Vereinzelt kam es schon zu Verurteilungen. In Luhansk wurde beispielsweise ein Kollaborateur zu zwölf Jahren Haft verdammt. Er hatte der Russen während der Besatzung Informationen über ukrainische Truppen gesteckt.

Viele sind bereits aus befreitem Gebiet geflohen

Viele Kollaborateure haben die Ukraine verlassen, als die Niederlage klar wurde. Denn sie wissen, dass sie nicht straffrei davonkommen. Doch nicht allen ist die Flucht gelungen. «Denjenigen, denen die Flucht nicht gelang, versuchen sich unter dem friedlichen patriotischen Volk zu verteilen», so Golownja.

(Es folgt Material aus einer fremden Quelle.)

//! Core types for the ticket ledger and marketplace
//!
//! All types are designed for:
//! - Deterministic serialization (bincode)
//! - Exact integer arithmetic for money (base units, truncating splits)
//! - Sequential identifiers seeded at 1 (0 means "none")

use chrono::{DateTime, Utc};
use rust_decimal::prelude::ToPrimitive;
use rust_decimal::Decimal;
use serde::{Deserialize, Serialize};
use std::fmt;
use std::str::FromStr;

/// Event identifier
pub type EventId = u64;

/// Ticket (token) identifier
pub type TicketId = u64;

/// Listing identifier
pub type ListingId = u64;

/// Basis point denominator (10000 bps = 100%)
pub const BPS_DENOMINATOR: u128 = 10_000;

/// Decimal places of one whole currency unit
pub const ETHER_DECIMALS: u32 = 18;

/// Caller or recipient identity
#[derive(Debug, Clone, PartialEq, Eq, PartialOrd, Ord, Hash, Serialize, Deserialize)]
pub struct Address(String);

impl Address {
    /// Create new address
    pub fn new(id: impl Into<String>) -> Self {
        Self(id.into())
    }

    /// Get as string
    pub fn as_str(&self) -> &str {
        &self.0
    }

    /// Key bytes for storage
    pub fn as_bytes(&self) -> &[u8] {
        self.0.as_bytes()
    }

    /// Empty identity (the null address)
    pub fn is_empty(&self) -> bool {
        self.0.is_empty()
    }
}

impl fmt::Display for Address {
    fn fmt(&self, f: &mut fmt::Formatter<'_>) -> fmt::Result {
        write!(f, "{}", self.0)
    }
}

impl From<&str> for Address {
    fn from(id: &str) -> Self {
        Self::new(id)
    }
}

/// Monetary amount in base units (1 ether = 10^18 base units)
///
/// Human-readable formats carry the base units as a decimal string, since
/// JSON numbers cannot hold the full `u128` range.
#[derive(Debug, Clone, Copy, Default, PartialEq, Eq, PartialOrd, Ord, Hash)]
pub struct Amount(u128);

impl Serialize for Amount {
    fn serialize<S: serde::Serializer>(&self, serializer: S) -> Result<S::Ok, S::Error> {
        if serializer.is_human_readable() {
            serializer.serialize_str(&self.0.to_string())
        } else {
            serializer.serialize_u128(self.0)
        }
    }
}

impl<'de> Deserialize<'de> for Amount {
    fn deserialize<D: serde::Deserializer<'de>>(deserializer: D) -> Result<Self, D::Error> {
        if deserializer.is_human_readable() {
            let units = String::deserialize(deserializer)?;
            units
                .parse::<u128>()
                .map(Amount)
                .map_err(serde::de::Error::custom)
        } else {
            u128::deserialize(deserializer).map(Amount)
        }
    }
}

impl Amount {
    /// Zero
    pub const ZERO: Amount = Amount(0);

    /// Create from base units
    pub const fn from_base_units(units: u128) -> Self {
        Self(units)
    }

    /// Base units
    pub const fn base_units(&self) -> u128 {
        self.0
    }

    /// Parse a decimal ether string ("0.12") into base units
    ///
    /// Digits beyond 18 decimal places are truncated.
    pub fn from_ether(value: &str) -> crate::Result<Self> {
        let decimal = Decimal::from_str(value)
            .map_err(|e| crate::Error::InvalidAmount(format!("{}: {}", value, e)))?;
        Self::from_ether_decimal(decimal)
    }

    /// Convert an ether-denominated decimal into base units
    pub fn from_ether_decimal(value: Decimal) -> crate::Result<Self> {
        if value.is_sign_negative() && !value.is_zero() {
            return Err(crate::Error::InvalidAmount(format!(
                "negative amount {}",
                value
            )));
        }

        let scale = Decimal::from(10u64.pow(ETHER_DECIMALS));
        let units = value
            .checked_mul(scale)
            .ok_or(crate::Error::AmountOverflow)?
            .trunc()
            .to_u128()
            .ok_or(crate::Error::AmountOverflow)?;

        Ok(Self(units))
    }

    /// Ether-denominated value, when it fits a 96-bit decimal mantissa
    pub fn to_ether(&self) -> Option<Decimal> {
        let units = i128::try_from(self.0).ok()?;
        Decimal::try_from_i128_with_scale(units, ETHER_DECIMALS)
            .ok()
            .map(|d| d.normalize())
    }

    /// Is zero
    pub fn is_zero(&self) -> bool {
        self.0 == 0
    }

    /// Checked addition
    pub fn checked_add(self, other: Amount) -> crate::Result<Amount> {
        self.0
            .checked_add(other.0)
            .map(Amount)
            .ok_or(crate::Error::AmountOverflow)
    }

    /// Checked subtraction
    pub fn checked_sub(self, other: Amount) -> crate::Result<Amount> {
        self.0
            .checked_sub(other.0)
            .map(Amount)
            .ok_or(crate::Error::AmountOverflow)
    }

    /// Checked multiplication by a count
    pub fn checked_mul(self, count: u128) -> crate::Result<Amount> {
        self.0
            .checked_mul(count)
            .map(Amount)
            .ok_or(crate::Error::AmountOverflow)
    }

    /// Fraction in basis points, truncating: `self * bps / 10000`
    pub fn bps_share(self, bps: u16) -> crate::Result<Amount> {
        self.0
            .checked_mul(u128::from(bps))
            .map(|scaled| Amount(scaled / BPS_DENOMINATOR))
            .ok_or(crate::Error::AmountOverflow)
    }
}

impl fmt::Display for Amount {
    fn fmt(&self, f: &mut fmt::Formatter<'_>) -> fmt::Result {
        match self.to_ether() {
            Some(ether) => write!(f, "{} ETH", ether),
            None => write!(f, "{} wei", self.0),
        }
    }
}

/// Transfer restriction of an event's tickets
#[derive(Debug, Clone, Copy, PartialEq, Eq, Serialize, Deserialize)]
#[repr(u8)]
pub enum TransferRestriction {
    /// Transfers always allowed
    None = 0,
    /// Transfers always rejected
    NoTransfer = 1,
    /// Resale price capped at the event's max transfer price (marketplace)
    PriceCapped = 2,
}

/// Parameters for creating an event
#[derive(Debug, Clone, Serialize, Deserialize)]
pub struct NewEvent {
    /// Display name
    pub name: String,
    /// Free-form description
    pub description: String,
    /// Event start (must be in the future)
    pub date: DateTime<Utc>,
    /// Venue
    pub venue: String,
    /// Maximum number of tickets
    pub max_supply: u32,
    /// Primary sale price per ticket
    pub ticket_price: Amount,
    /// Resale cap (zero = unconstrained)
    pub max_transfer_price: Amount,
    /// Whether tickets may change hands after minting
    pub transferable: bool,
}

/// Event record
#[derive(Debug, Clone, PartialEq, Eq, Serialize, Deserialize)]
pub struct Event {
    /// Sequential event ID
    pub event_id: EventId,
    /// Display name
    pub name: String,
    /// Free-form description
    pub description: String,
    /// Venue
    pub venue: String,
    /// Event start
    pub date: DateTime<Utc>,
    /// Organizer (creator)
    pub organizer: Address,
    /// Primary sale price per ticket
    pub ticket_price: Amount,
    /// Resale cap (zero = unconstrained)
    pub max_transfer_price: Amount,
    /// Maximum number of tickets
    pub max_supply: u32,
    /// Tickets minted so far
    pub tickets_sold: u32,
    /// Whether tickets may change hands after minting
    pub transferable: bool,
    /// Minting gate
    pub is_active: bool,
    /// Creation timestamp
    pub created_at: DateTime<Utc>,
}

impl Event {
    /// Transfer restriction derived from the transferable flag and resale cap
    pub fn transfer_restriction(&self) -> TransferRestriction {
        if !self.transferable {
            TransferRestriction::NoTransfer
        } else if self.max_transfer_price.is_zero() {
            TransferRestriction::None
        } else {
            TransferRestriction::PriceCapped
        }
    }

    /// Tickets still available
    pub fn remaining(&self) -> u32 {
        self.max_supply.saturating_sub(self.tickets_sold)
    }

    /// Check if every ticket has been minted
    pub fn is_sold_out(&self) -> bool {
        self.tickets_sold >= self.max_supply
    }
}

/// Ticket record (ownership lives in the ownership map)
#[derive(Debug, Clone, PartialEq, Eq, Serialize, Deserialize)]
pub struct Ticket {
    /// Sequential ticket ID
    pub ticket_id: TicketId,
    /// Event this ticket admits to (never changes)
    pub event_id: EventId,
    /// Seat number
    pub seat_number: u32,
    /// Opaque redemption code (QR payload)
    pub redemption_code: String,
    /// First owner (immutable)
    pub original_buyer: Address,
    /// Redeemed flag (false -> true, never back)
    pub is_used: bool,
}

/// Marketplace listing
#[derive(Debug, Clone, PartialEq, Eq, Serialize, Deserialize)]
pub struct Listing {
    /// Sequential listing ID
    pub listing_id: ListingId,
    /// Listed ticket
    pub token_id: TicketId,
    /// Seller (owner at listing time)
    pub seller: Address,
    /// Asking price
    pub price: Amount,
    /// Active until sold or cancelled
    pub active: bool,
}

/// Collection-level royalty record
#[derive(Debug, Clone, PartialEq, Eq, Serialize, Deserialize)]
pub struct RoyaltyInfo {
    /// Royalty recipient
    pub recipient: Address,
    /// Royalty fraction in basis points
    pub royalty_bps: u16,
}

/// Split of a sale price between seller, platform and royalty recipient
#[derive(Debug, Clone, Copy, PartialEq, Eq, Serialize, Deserialize)]
pub struct SaleSplit {
    /// Sale price
    pub price: Amount,
    /// Platform fee (`price * fee_bps / 10000`)
    pub platform_fee: Amount,
    /// Royalty (`price * royalty_bps / 10000`)
    pub royalty: Amount,
    /// Remainder to the seller
    pub seller_amount: Amount,
}

impl SaleSplit {
    /// Compute the split; the three parts always sum to `price`
    pub fn compute(price: Amount, fee_bps: u16, royalty_bps: u16) -> crate::Result<Self> {
        let platform_fee = price.bps_share(fee_bps)?;
        let royalty = price.bps_share(royalty_bps)?;
        let seller_amount = price
            .checked_sub(platform_fee)?
            .checked_sub(royalty)?;

        Ok(Self {
            price,
            platform_fee,
            royalty,
            seller_amount,
        })
    }
}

Warum die beiden ukrainischen Kollaborateure an die Laternen gebunden sind, während sie auf ihren «fairen Prozess» warten, bleibt derweil unklar. Laut dem Nachrichtenportal Meduza gibt es jedoch immer wieder Mordanschläge an ukrainischen Beamten, die den Russen geholfen haben sollen. Auch ist es im Chaos des Krieges schwierig nachzuvollziehen, wer freiwillig kollaborierte und wer gezwungen wurde. Die Ukrainer sind zwiegespalten, manche befürchten laut dem «Spiegel» gar, dass ein Bürgerkrieg ausbrechen könnte.

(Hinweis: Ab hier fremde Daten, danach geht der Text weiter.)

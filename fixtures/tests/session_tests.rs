// Fixture sanity checks
//
// Exercises the full deployment graph: tokens and oracle, tier blueprints,
// factory, and a pair deployed through the factory.

use alloy_primitives::{Address, Bytes, U256};
use contracts::{pair_initcode, Erc20, Oracle, RiskTier};
use fixtures::Session;
use testutil::init_tracing;

#[test]
fn test_token_fixtures_match_literals() {
    init_tracing();
    let mut session = Session::new().unwrap();

    let collateral = session.collateral().unwrap();
    let asset = session.asset().unwrap();

    assert_eq!(collateral.name(session.executor()).unwrap(), "Collateral");
    assert_eq!(collateral.symbol(session.executor()).unwrap(), "CA");
    assert_eq!(collateral.decimals(session.executor()).unwrap(), 18);
    assert_eq!(
        collateral.total_supply(session.executor()).unwrap(),
        U256::ZERO
    );

    assert_eq!(asset.name(session.executor()).unwrap(), "Asset");
    assert_eq!(asset.symbol(session.executor()).unwrap(), "AB");
    assert_eq!(asset.decimals(session.executor()).unwrap(), 18);
    assert_eq!(asset.total_supply(session.executor()).unwrap(), U256::ZERO);

    assert_ne!(collateral.address(), asset.address());

    // A handle rebound from the bare address answers the same metadata
    let rebound = Erc20::at(collateral.address());
    assert_eq!(rebound.symbol(session.executor()).unwrap(), "CA");
}

#[test]
fn test_oracle_starts_unset_and_updates() {
    init_tracing();
    let mut session = Session::new().unwrap();
    let account = session.account();

    let oracle = session.oracle().unwrap();
    assert_eq!(
        oracle.get(session.executor()).unwrap(),
        (false, U256::ZERO)
    );

    oracle
        .set_price(session.executor(), account, U256::from(2_000_000))
        .unwrap();
    assert_eq!(
        oracle.get(session.executor()).unwrap(),
        (true, U256::from(2_000_000))
    );

    // A stale reading can be simulated without touching the price
    let rebound = Oracle::at(oracle.address());
    rebound
        .set_updated(session.executor(), account, false)
        .unwrap();
    assert_eq!(
        rebound.get(session.executor()).unwrap(),
        (false, U256::from(2_000_000))
    );
}

#[test]
fn test_blueprints_verify_and_round_trip() {
    init_tracing();
    let mut session = Session::new().unwrap();

    for tier in RiskTier::ALL {
        let blueprint = session.pair_blueprint(tier).unwrap();
        let contents = blueprint.contents(session.executor()).unwrap();

        assert_eq!(contents.erc_version, 0);
        assert!(contents.preamble_data.is_empty());
        assert_eq!(contents.initcode, pair_initcode(tier).unwrap());
    }
}

#[test]
fn test_blueprint_is_not_callable() {
    init_tracing();
    let mut session = Session::new().unwrap();
    let account = session.account();

    let blueprint = session.medium_pair_blueprint().unwrap();
    let receipt = session
        .executor()
        .call_contract(account, blueprint.address(), Bytes::new())
        .unwrap();

    // The container's leading invalid opcode halts direct execution
    assert!(!receipt.success);
}

#[test]
fn test_factory_references_session_blueprints() {
    init_tracing();
    let mut session = Session::new().unwrap();

    let factory = session.factory().unwrap();
    let account = session.account();

    for tier in RiskTier::ALL {
        let expected = session.pair_blueprint(tier).unwrap().address();
        let registered = factory.blueprint(session.executor(), tier).unwrap();
        assert_eq!(registered, expected);
    }
    assert_eq!(factory.fee_to(session.executor()).unwrap(), account);
}

#[test]
fn test_pair_deployment_resolves_handle_from_event() {
    init_tracing();
    let mut session = Session::new().unwrap();

    let pair = session.pair().unwrap();
    let asset = session.asset().unwrap();
    let collateral = session.collateral().unwrap();
    let oracle = session.oracle().unwrap();

    assert_ne!(pair.address(), Address::ZERO);
    assert!(session.executor().get_code(&pair.address()).unwrap().is_some());

    assert_eq!(pair.asset(session.executor()).unwrap(), asset.address());
    assert_eq!(
        pair.collateral(session.executor()).unwrap(),
        collateral.address()
    );
    assert_eq!(pair.oracle(session.executor()).unwrap(), oracle.address());
    assert_eq!(
        pair.risk_tier(session.executor()).unwrap(),
        RiskTier::Medium
    );
}

#[test]
fn test_pair_exposes_medium_tier_parameters() {
    init_tracing();
    let mut session = Session::new().unwrap();

    let pair = session.pair().unwrap();
    let params = RiskTier::Medium.parameters();

    assert_eq!(
        pair.collateralization_rate(session.executor()).unwrap(),
        U256::from(params.collateralization_rate)
    );
    assert_eq!(
        pair.liquidation_multiplier(session.executor()).unwrap(),
        U256::from(params.liquidation_multiplier)
    );
    assert_eq!(
        pair.minimum_interest_per_second(session.executor())
            .unwrap(),
        U256::from(params.minimum_interest_per_second)
    );
    assert_eq!(
        pair.maximum_interest_per_second(session.executor())
            .unwrap(),
        U256::from(params.maximum_interest_per_second)
    );
}

#[test]
fn test_fixture_access_is_idempotent() {
    init_tracing();
    let mut session = Session::new().unwrap();

    let first_pair = session.pair().unwrap();
    let second_pair = session.pair().unwrap();
    assert_eq!(first_pair.address(), second_pair.address());

    assert_eq!(
        session.collateral().unwrap().address(),
        session.collateral().unwrap().address()
    );
    assert_eq!(
        session.medium_pair_blueprint().unwrap().address(),
        session.medium_pair_blueprint().unwrap().address()
    );
    assert_eq!(
        session.factory().unwrap().address(),
        session.factory().unwrap().address()
    );

    // The cached pair is the factory's only deployment
    let factory = session.factory().unwrap();
    assert_eq!(
        factory.pair_count(session.executor()).unwrap(),
        U256::from(1)
    );
}

#[test]
fn test_pair_fixture_forces_full_dependency_graph() {
    init_tracing();
    let mut session = Session::new().unwrap();

    // A fresh session reaches the pair without any prior fixture access
    let pair = session.pair().unwrap();

    let factory = session.factory().unwrap();
    assert_eq!(
        factory.pair_at(session.executor(), U256::ZERO).unwrap(),
        pair.address()
    );
    for tier in RiskTier::ALL {
        assert!(session.pair_blueprint(tier).is_ok());
    }
}

#[test]
fn test_other_tiers_deploy_through_factory() {
    init_tracing();
    let mut session = Session::new().unwrap();

    let factory = session.factory().unwrap();
    let asset = session.asset().unwrap().address();
    let collateral = session.collateral().unwrap().address();
    let oracle = session.oracle().unwrap().address();
    let account = session.account();

    let stable = factory
        .deploy_stable_risk_pair(session.executor(), account, asset, collateral, oracle)
        .unwrap();
    let high = factory
        .deploy_high_risk_pair(session.executor(), account, asset, collateral, oracle)
        .unwrap();

    assert_eq!(
        stable.risk_tier(session.executor()).unwrap(),
        RiskTier::Stable
    );
    assert_eq!(high.risk_tier(session.executor()).unwrap(), RiskTier::High);
    assert_ne!(stable.address(), high.address());
    assert!(
        stable.collateralization_rate(session.executor()).unwrap()
            > high.collateralization_rate(session.executor()).unwrap()
    );
}

#[test]
fn test_minted_tokens_move_between_dev_accounts() {
    init_tracing();
    let mut session = Session::new().unwrap();

    let asset = session.asset().unwrap();
    let account = session.account();
    let other = session.accounts()[1];

    asset
        .mint(session.executor(), account, account, U256::from(1_000))
        .unwrap();
    asset
        .transfer(session.executor(), account, other, U256::from(400))
        .unwrap();

    assert_eq!(
        asset.balance_of(session.executor(), account).unwrap(),
        U256::from(600)
    );
    assert_eq!(
        asset.balance_of(session.executor(), other).unwrap(),
        U256::from(400)
    );
    assert_eq!(
        asset.total_supply(session.executor()).unwrap(),
        U256::from(1_000)
    );

    // Delegated spending through approve + transferFrom
    let spender = session.accounts()[2];
    asset
        .approve(session.executor(), account, spender, U256::from(250))
        .unwrap();
    asset
        .transfer_from(session.executor(), spender, account, spender, U256::from(250))
        .unwrap();
    assert_eq!(
        asset.balance_of(session.executor(), spender).unwrap(),
        U256::from(250)
    );
    assert_eq!(
        asset.balance_of(session.executor(), account).unwrap(),
        U256::from(350)
    );
}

Das ukrainische Militär glaubt laut «Daily Mail», dass sich russische Soldaten tarnen oder verstecken könnten. Ausserdem ist die komplette Stadt verwüstet, die Strom- und Wasserversorgung beeinträchtigt, einzelne Stadtteile sind vermint. Zwischen Umarmungen und Freudentränen liegt noch immer die Angst in der Luft – denn der Kampf ist noch nicht vorbei.